Norwegian patriotic and non-profit association

The Sunnmøre Practical Agricultural Society (Syndmøre practiske Landhuusholdningsselskab) was a patriotic and non-profit association with the goal of developing business and agriculture in Norway's Sunnmøre district. The society was established on November 2, 1773 by Melchior Falch in the village of Borgund. Falch and the priest Hans Strøm supported the initiative. The founding meeting was also attended by other officials and leading people at Sunnmøre, and several others joined later.

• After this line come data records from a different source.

//! Delimiter sets and the escape engine.
//!
//! Every HL7 message declares its own delimiters in the header segment. An [`Encoding`] holds
//! those characters for one message together with the MLLP framing bytes and the escape
//! tokens derived from them. It is immutable once built and is passed by reference to every
//! node that parses or encodes text.
//!
//! # Escape tokens
//!
//! Delimiter characters that appear inside a value are written as a three character token
//! made of the escape character, a tag letter and the escape character again:
//!
//! | literal      | tag |
//! |--------------|-----|
//! | repetition   | `R` |
//! | field        | `F` |
//! | component    | `S` |
//! | subcomponent | `T` |
//! | escape       | `E` |
//!
//! The segment delimiter is never escaped.

/// Vertical tab; opens an MLLP frame.
pub const START_BLOCK: u8 = 0x0B;
/// File separator; closes an MLLP frame.
pub const END_BLOCK: u8 = 0x1C;

const REPETITION_TAG: char = 'R';
const FIELD_TAG: char = 'F';
const COMPONENT_TAG: char = 'S';
const SUB_COMPONENT_TAG: char = 'T';
const ESCAPE_TAG: char = 'E';

/// Delimiters, escape tokens and framing bytes for a single message.
#[derive(Debug, Clone, PartialEq, Eq)]
pub struct Encoding {
    pub segment: char,
    pub repetition: char,
    pub field: char,
    pub component: char,
    pub sub_component: char,
    pub escape: char,
    pub start_block: u8,
    pub end_block: u8,

    characters: String,
    repetition_escape: String,
    field_escape: String,
    component_escape: String,
    sub_component_escape: String,
    escape_escape: String,
}

impl Default for Encoding {
    /// `\r ~ | ^ & \`, the delimiters nearly every sender uses.
    fn default() -> Self {
        Self::new('\r', '~', '|', '^', '&', '\\')
    }
}

impl Encoding {
    pub fn new(
        segment: char,
        repetition: char,
        field: char,
        component: char,
        sub_component: char,
        escape: char,
    ) -> Self {
        let token = |tag: char| [escape, tag, escape].iter().collect::<String>();

        Self {
            segment,
            repetition,
            field,
            component,
            sub_component,
            escape,
            start_block: START_BLOCK,
            end_block: END_BLOCK,
            characters: [component, repetition, escape, sub_component]
                .iter()
                .collect(),
            repetition_escape: token(REPETITION_TAG),
            field_escape: token(FIELD_TAG),
            component_escape: token(COMPONENT_TAG),
            sub_component_escape: token(SUB_COMPONENT_TAG),
            escape_escape: token(ESCAPE_TAG),
        }
    }

    /// Default delimiters with `\n` between segments.
    pub fn newline() -> Self {
        Self::new('\n', '~', '|', '^', '&', '\\')
    }

    /// Replace the MLLP start and end bytes.
    pub fn with_framing(mut self, start_block: u8, end_block: u8) -> Self {
        self.start_block = start_block;
        self.end_block = end_block;
        self
    }

    /// The MSH-2 text: component, repetition, escape and subcomponent characters.
    pub fn characters(&self) -> &str {
        &self.characters
    }

    /// Split `text` on `delimiter`, keeping empty pieces. Always yields at least one piece.
    pub fn split<'a>(&self, text: &'a str, delimiter: char) -> Vec<&'a str> {
        text.split(delimiter).collect()
    }

    pub fn split_segments<'a>(&self, text: &'a str) -> Vec<&'a str> {
        self.split(text, self.segment)
    }

    pub fn split_fields<'a>(&self, text: &'a str) -> Vec<&'a str> {
        self.split(text, self.field)
    }

    pub fn split_repetitions<'a>(&self, text: &'a str) -> Vec<&'a str> {
        self.split(text, self.repetition)
    }

    pub fn split_components<'a>(&self, text: &'a str) -> Vec<&'a str> {
        self.split(text, self.component)
    }

    pub fn split_sub_components<'a>(&self, text: &'a str) -> Vec<&'a str> {
        self.split(text, self.sub_component)
    }

    /// Replace every literal delimiter in `text` with its escape token.
    ///
    /// The escape character is handled as if it were replaced before the other delimiters so
    /// that freshly inserted tokens are never escaped a second time.
    pub fn escape(&self, text: &str) -> String {
        if !text.chars().any(|c| self.token_for(c).is_some()) {
            return text.to_string();
        }

        let mut out = String::with_capacity(text.len() + 8);
        for c in text.chars() {
            match self.token_for(c) {
                Some(token) => out.push_str(token),
                None => out.push(c),
            }
        }
        out
    }

    /// Replace every escape token in `text` with the literal it stands for.
    ///
    /// Escape sequences this engine does not produce (hex `\X..\`, highlighting, ...) are kept
    /// verbatim.
    pub fn unescape(&self, text: &str) -> String {
        let mut out = String::with_capacity(text.len());
        let mut rest = text;

        while let Some(pos) = rest.find(self.escape) {
            out.push_str(&rest[..pos]);
            let after = &rest[pos + self.escape.len_utf8()..];

            let mut chars = after.chars();
            if let (Some(tag), Some(close)) = (chars.next(), chars.next()) {
                if close == self.escape {
                    if let Some(literal) = self.literal_for(tag) {
                        out.push(literal);
                        rest = chars.as_str();
                        continue;
                    }
                }
            }

            out.push(self.escape);
            rest = after;
        }

        out.push_str(rest);
        out
    }

    fn token_for(&self, c: char) -> Option<&str> {
        // escape is checked first; a set reusing one character for two roles keeps the
        // replacement order the wire format expects
        if c == self.escape {
            Some(&self.escape_escape)
        } else if c == self.repetition {
            Some(&self.repetition_escape)
        } else if c == self.field {
            Some(&self.field_escape)
        } else if c == self.component {
            Some(&self.component_escape)
        } else if c == self.sub_component {
            Some(&self.sub_component_escape)
        } else {
            None
        }
    }

    fn literal_for(&self, tag: char) -> Option<char> {
        match tag {
            REPETITION_TAG => Some(self.repetition),
            FIELD_TAG => Some(self.field),
            COMPONENT_TAG => Some(self.component),
            SUB_COMPONENT_TAG => Some(self.sub_component),
            ESCAPE_TAG => Some(self.escape),
            _ => None,
        }
    }
}

#[cfg(test)]
mod tests {
    use proptest::prelude::*;

    use super::*;

    #[test]
    fn default_delimiters() {
        let enc = Encoding::default();

        assert_eq!(enc.segment, '\r');
        assert_eq!(enc.repetition, '~');
        assert_eq!(enc.field, '|');
        assert_eq!(enc.component, '^');
        assert_eq!(enc.sub_component, '&');
        assert_eq!(enc.escape, '\\');
        assert_eq!(enc.start_block, 0x0B);
        assert_eq!(enc.end_block, 0x1C);
        assert_eq!(enc.characters(), "^~\\&");
    }

    #[test]
    fn split_keeps_empty_pieces() {
        let enc = Encoding::default();

        assert_eq!(enc.split_fields("a||b|"), vec!["a", "", "b", ""]);
        assert_eq!(enc.split_fields("abc"), vec!["abc"]);
        assert_eq!(enc.split_fields(""), vec![""]);
    }

    #[test]
    fn escape_every_delimiter() {
        let enc = Encoding::default();

        assert_eq!(enc.escape("a|b^c&d~e\\f"), "a\\F\\b\\S\\c\\T\\d\\R\\e\\E\\f");
        assert_eq!(enc.escape("plain"), "plain");
        assert_eq!(enc.escape("\r"), "\r");
    }

    #[test]
    fn escape_char_is_not_double_escaped() {
        let enc = Encoding::default();

        assert_eq!(enc.escape("\\|"), "\\E\\\\F\\");
        assert_eq!(enc.unescape("\\E\\\\F\\"), "\\|");
    }

    #[test]
    fn unescape_keeps_unknown_sequences() {
        let enc = Encoding::default();

        assert_eq!(enc.unescape("\\X0D\\ and \\H\\"), "\\X0D\\ and \\H\\");
        assert_eq!(enc.unescape("trailing\\"), "trailing\\");
        assert_eq!(enc.unescape("\\F"), "\\F");
    }

    #[test]
    fn token_shaped_literals_survive() {
        let enc = Encoding::default();
        let text = "\\F\\ is a field escape";

        assert_eq!(enc.unescape(&enc.escape(text)), text);
    }

    #[test]
    fn custom_delimiters() {
        let enc = Encoding::new('\n', '#', '*', '@', '%', '!');

        assert_eq!(enc.characters(), "@#!%");
        assert_eq!(enc.escape("a*b"), "a!F!b");
        assert_eq!(enc.unescape("a!F!b!E!"), "a*b!");
    }

    proptest! {
        #[test]
        fn unescape_reverses_escape(text in "[|^&~\\\\a-zA-Z0-9 ]{0,40}") {
            let enc = Encoding::default();
            prop_assert_eq!(enc.unescape(&enc.escape(&text)), text);
        }

        #[test]
        fn unescape_reverses_escape_for_any_string(text in any::<String>()) {
            let enc = Encoding::default();
            prop_assert_eq!(enc.unescape(&enc.escape(&text)), text);
        }
    }
}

The society was inspired by the Royal Danish Agricultural Society. Among other things it promoted farmers' awards for useful measures and carried out educational work on improving agriculture and other industries in the district. The society was one of the first of its kind in Norway, and provided a model for similar associations elsewhere in the country. For example, in 1778 the society awarded prizes of 10 rix-dollars for stone livestock buildings, eight rix-dollars for newly tilled land, six rix-dollars for shooting six adult wolves, and five rix-dollars for potato cultivation. Falch himself operated a model farm in Borgund.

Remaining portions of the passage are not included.